Celeste: In these remote areas, you don’t have regular access to physicians or specialists, so medical and wellness teams travel up on a rotation. You need to create flexible space within the health center. A room may be a dental room one day, it may be a footcare room the next, and it may be a vaccination room the day after that.
We create spaces that are like a stage—you can clear everything out and reset the stage. It requires lots of storage and flexible spaces.
You won’t see many beds intended for overnight stay but instead you see rooms for holding people and stabilizing them until a medivac plane arrives to fly them south. That’s one thing every health center will have.
Sometimes we create what looks like a board room, because the family will gather there for different reasons. Social events that happen in the health center are hard to program, so we create spaces that can be used as a social space or for training.
Vlad: Both organizations we worked with are trying to promote harmonization of modern western medicine with traditional healing practices.
A traditional healing room in Sioux Lookout provides the flexibility to bring in patients in bed as well as larger family groups.
The healthcare delivery model for Anishnawbe health has traditional healers’ rooms imbedded in each program, one every floor plus the private outdoor ceremonial space, including the sweat lodge, a main element in the process of healing body, mind, and spirit.

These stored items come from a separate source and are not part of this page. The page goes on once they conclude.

use std::path::PathBuf;
use std::sync::Arc;
use std::time::Duration;

use async_trait::async_trait;
use backhaul_relay::{ChannelListener, TransportError, TransportSession};
use russh::client::{self, Handle};
use russh::keys::PrivateKeyWithHashAlg;
use russh::Disconnect;

use crate::error::SshError;
use crate::handler::{new_forward_registry, ForwardRegistry, ForwardedStream, HostKeyPolicy, TunnelHandler};
use crate::keys::load_private_key;

/// Forwarded connections queued between the SSH session and the listener loop
const FORWARD_BACKLOG: usize = 128;

/// Connection settings for the relay host
#[derive(Debug, Clone)]
pub struct SshConfig {
    pub host: String,
    pub port: u16,
    pub user: String,
    pub key_path: PathBuf,
    pub host_key_policy: HostKeyPolicy,
    pub connect_timeout: Duration,
    pub keepalive_interval: Duration,
}

impl SshConfig {
    pub fn addr(&self) -> String {
        format!("{}:{}", self.host, self.port)
    }
}

/// Authenticated SSH session able to register remote port forwards
pub struct SshTransport {
    handle: Handle<TunnelHandler>,
    forwards: ForwardRegistry,
    addr: String,
    closed: bool,
}

impl SshTransport {
    /// Connect and authenticate with the configured private key
    pub async fn connect(config: &SshConfig) -> Result<Self, SshError> {
        let addr = config.addr();
        let key = load_private_key(&config.key_path)?;

        let ssh_config = client::Config {
            keepalive_interval: Some(config.keepalive_interval),
            keepalive_max: 3,
            ..Default::default()
        };

        let forwards = new_forward_registry();
        let handler = TunnelHandler::new(
            &config.host,
            config.port,
            config.host_key_policy,
            forwards.clone(),
        );

        tracing::info!("Connecting to {}@{}", config.user, addr);

        let connect = client::connect(
            Arc::new(ssh_config),
            (config.host.as_str(), config.port),
            handler,
        );
        let mut handle = match tokio::time::timeout(config.connect_timeout, connect).await {
            Err(_) => return Err(SshError::Timeout { addr }),
            Ok(Err(russh::Error::UnknownKey)) => return Err(SshError::HostKeyRejected { addr }),
            Ok(Err(e)) => return Err(e.into()),
            Ok(Ok(handle)) => handle,
        };

        tracing::debug!("Connected to {}, authenticating", addr);

        let hash_alg = handle.best_supported_rsa_hash().await?.flatten();
        let auth = handle
            .authenticate_publickey(
                config.user.clone(),
                PrivateKeyWithHashAlg::new(Arc::new(key), hash_alg),
            )
            .await?;

        if !auth.success() {
            return Err(SshError::AuthenticationRejected {
                user: config.user.clone(),
            });
        }

        tracing::info!("Authenticated to {} as {}", addr, config.user);

        Ok(Self {
            handle,
            forwards,
            addr,
            closed: false,
        })
    }

    pub fn is_closed(&self) -> bool {
        self.closed || self.handle.is_closed()
    }
}

#[async_trait]
impl TransportSession for SshTransport {
    type Listener = ChannelListener<ForwardedStream>;

    async fn open_remote_listener(
        &mut self,
        bind_address: &str,
        port: u16,
    ) -> Result<Self::Listener, TransportError> {
        if self.is_closed() {
            return Err(TransportError::SessionClosed);
        }

        let (tx, listener) = ChannelListener::channel(
            FORWARD_BACKLOG,
            format!("{} ({}:{})", self.addr, bind_address, port),
        );

        // Register first so channels opened right after the reply are not lost
        let requested = u32::from(port);
        self.forwards.insert(requested, tx);

        match self.handle.tcpip_forward(bind_address, requested).await {
            Ok(assigned) => {
                if assigned != 0 && assigned != requested {
                    if let Some((_, tx)) = self.forwards.remove(&requested) {
                        self.forwards.insert(assigned, tx);
                    }
                    tracing::info!("Relay host assigned port {}", assigned);
                }
                Ok(listener)
            }
            Err(russh::Error::RequestDenied) => {
                self.forwards.remove(&requested);
                Err(TransportError::ListenRefused {
                    bind_address: bind_address.to_string(),
                    port,
                    reason: "tcpip-forward request denied".to_string(),
                })
            }
            Err(e) => {
                self.forwards.remove(&requested);
                Err(TransportError::Other(e.to_string()))
            }
        }
    }

    async fn close(&mut self) {
        if self.closed {
            return;
        }
        self.closed = true;
        self.forwards.clear();

        if let Err(e) = self
            .handle
            .disconnect(Disconnect::ByApplication, "tunnel closed", "en")
            .await
        {
            tracing::debug!("SSH disconnect from {}: {}", self.addr, e);
        }
    }
}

Bruce: At North Island, we created a healing garden, where we worked with the healers, the elders, and professional medical people from the Aboriginal Working Group—and our landscape architects. It features plantings of herbs and medicinal plantings that have traditionally been used from that part of British Columbia in their own healing. Patients and visitors can pick sage to use for smudging or plants to use for traditional healing tea.
Celeste: Traditional medicine is accommodated along with western medicine at these health centers. There’s also an effort to incorporate the ability to serve country foods. That has a whole list of environmental health requirements attached to it. There’s a very strong program in the Yukon at the Whitehorse General Hospital, where country foods are available to patients. Country foods could be a caribou stew, locally caught fish, it could be moose meat. There is an effort to make provisions to offer foods from the land, part of the local diet, which can be a comfort during a hospital stay.